Hannibal ya veía todo como un ritual, ceremonioso por lo que se mantenía impasible hacia todo lo que Arcadia le ofrecía.
Cuando la vio de nuevo, frente a él ya estaba un plato con un elegante postre que parecía un helado sobre un espejo de una salsa de frutos muy rojos, adornado con un crocante elegante de lo que parecía ser caramelo, el vibrante color llamaba su atención y no pudo evitar notar que el postre tenía un aroma como el de Arcadia.
Ésta vez la chica se quedó a su lado para juntos degustar el postre.
-Es helado de guayaba, con una salsa de chocolate, chiles y sangre del cerdo, adornado con un dulce crocante que espero disfrute- dijo ella mientras lo miraba dar el primer bocado, sin duda fue toda una experiencia para Hannibal, los sabores se conjuntaban muy bien en su paladar, ni los más dulces manjares franceses que cocinaba se podían comparar con la dulzura y elegancia del postre que Arcadia le ofrecía, no pudo evitar cerrar los ojos para evocar algunos recuerdos de su niñez donde los rayos del sol bañaban y calentaban su rostro para después comer una golosina y perseguir a su hermana Mischa.

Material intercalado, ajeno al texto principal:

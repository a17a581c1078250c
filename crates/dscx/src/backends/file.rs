//! 📂 File sink: one JSON object per line, one line per document.
//!
//! NDJSON, because a bulk loader on the other side can stream it without holding
//! the whole pass in memory, and because `wc -l` is the cheapest doc counter ever built.
//!
//! 🚰 SinkWorker → FileSink → BufWriter → disk
//! 💀 Disk full → your problem now
//! 🦆 (mandatory, no notes)

use anyhow::{Context, Result};
use async_trait::async_trait;
use serde::Deserialize;
use tokio::{
    fs::File,
    io::{self, AsyncWriteExt},
};
use tracing::trace;

use crate::backends::Sink;
use crate::documents::IndexDocument;

// -- 📂 FileSinkConfig lives next to the sink that uses it. One backend, one config, one file.
#[derive(Debug, Deserialize, Clone)]
pub struct FileSinkConfig {
    pub file_name: String,
}

/// 🚰 FileSink: a BufWriter around a tokio `File`. Simple. Honest. Does not complain.
///
/// ⚠️ `File::create` truncates if the file exists. No warning. No backup. Just gone.
/// Every pass produces a fresh output. He who points this at his only copy, re-indexes in shame.
#[derive(Debug)]
pub struct FileSink {
    file_buf: io::BufWriter<File>,
    documents_written: usize,
    sink_config: FileSinkConfig,
}

impl FileSink {
    /// 🚀 Creates (or obliterates and recreates) the output file.
    pub async fn new(sink_config: FileSinkConfig) -> Result<Self> {
        let file_handle = File::create(&sink_config.file_name).await.context(format!(
            "💀 The sink file '{}' could not be conjured into existence. \
             We stared at the path. The path stared back. \
             One of us was wrong about whether the parent directory existed.",
            &sink_config.file_name
        ))?;
        Ok(Self {
            file_buf: io::BufWriter::new(file_handle),
            documents_written: 0,
            sink_config,
        })
    }
}

#[async_trait]
impl Sink for FileSink {
    async fn receive(&mut self, document: IndexDocument) -> Result<()> {
        let mut line = serde_json::to_string(&document.to_json())
            .context("💀 A document refused to become JSON. It had strings. Strings always serialize. And yet.")?;
        line.push('\n');
        trace!("📬 {} bytes walked into the file sink", line.len());
        self.file_buf.write_all(line.as_bytes()).await?;
        self.documents_written += 1;
        Ok(())
    }

    /// 🗑️ Flush the BufWriter. Without this your last documents sit in the buffer forever,
    /// warm and cozy, never making it to disk. Always flush.
    async fn close(&mut self) -> Result<()> {
        trace!(
            "🎬 final flush of '{}' after {} documents",
            self.sink_config.file_name, self.documents_written
        );
        self.file_buf.flush().await.context(
            "💀 Error flushing file: the buffer held its documents to the very end, \
             and the disk said no.",
        )
    }
}

#[cfg(test)]
mod tests {
    use super::*;
    use crate::documents::DocumentSink;

    #[tokio::test]
    async fn the_one_where_each_document_gets_its_own_line() -> Result<()> {
        let dir = tempfile::tempdir()?;
        let path = dir.path().join("out.ndjson");
        let mut sink = FileSink::new(FileSinkConfig {
            file_name: path.to_string_lossy().into_owned(),
        })
        .await?;

        let mut first = IndexDocument::new();
        first.add("ID", "a");
        let mut second = IndexDocument::new();
        second.add("ID", "b");
        second.add("t1", "20200101");
        sink.receive(first).await?;
        sink.receive(second).await?;
        sink.close().await?;

        let written = tokio::fs::read_to_string(&path).await?;
        let lines: Vec<&str> = written.lines().collect();
        assert_eq!(lines, vec![r#"{"ID":"a"}"#, r#"{"ID":"b","t1":"20200101"}"#]);
        Ok(())
    }
}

-Fue Xipetotec quien se despellejó vivo para darle de comer por primera vez a los hombres- la dulce y melodiosa voz de la chica parecía música a oídos de Lecter, quien después de unos minutos decidió abrir los ojos y mostrar sus respetos y halagos a la chica.
-¿Qué te ha parecido?, preguntó con inocencia- Hannibal estaba orgulloso, feliz y halagado, no había palabras para describirlo.
-Sé que has encontrado una nota peculiar en el crocante, doctor, ¿has descubierto qué es?- preguntó un poco nerviosa.
Hannibal tomó un pequeño trozo y lo acercó a la luz para mirarlo con detenimiento, por su puesto que el crocante le recordaba por completo a ella, el doctor parecía perdido en sus cavilaciones, cuando por el rabilo del ojo se percató de que la chica había comenzado a descubrirse las piernas, poco a poco con delicadeza y elegancia subía su fino vestido, Hannibal no pudo dejar pasar la visión sin detenerla miró la bronceada piel de la chica y cada una de las cicatrices que habían comenzado a ser unas con ella en su piel, hasta que llegó a sus muslos, sólo para descubrir un pulcro vendaje en una de sus piernas que ella comenzó a retirar, de pronto se descubrió viendo carne al rojo vivo.
-Ésta ha sido mi ofrenda, por que la primavera se acerca y hay que despojarse de lo viejo, mi antiguo camino ha quedado en el pasado y ahora estoy lista para cambiar de piel, tal como mi señor desollado, Xipetotec me ha enseñado- dijo tomando ceremoniosamente con su frío tacto la mejilla del doctor quien ahora la miraba hipnotizado, envolviéndose por completo en el fuego del aquel aroma que ahora tenía memoria.
NOTAS FINALES: Yo describiría éste escrito como Hannibal conoce Como Agua para Chocolate XD ayer comí pozole por una celebración y sentí necesario subirlo ya y justo ayer terminé de leer Como Agua para Chocolate, así que era el momento; para releerlo puedo recomendar acompañar la lectura escuchando el OST de The Fountain. ;) ¿qué te parece?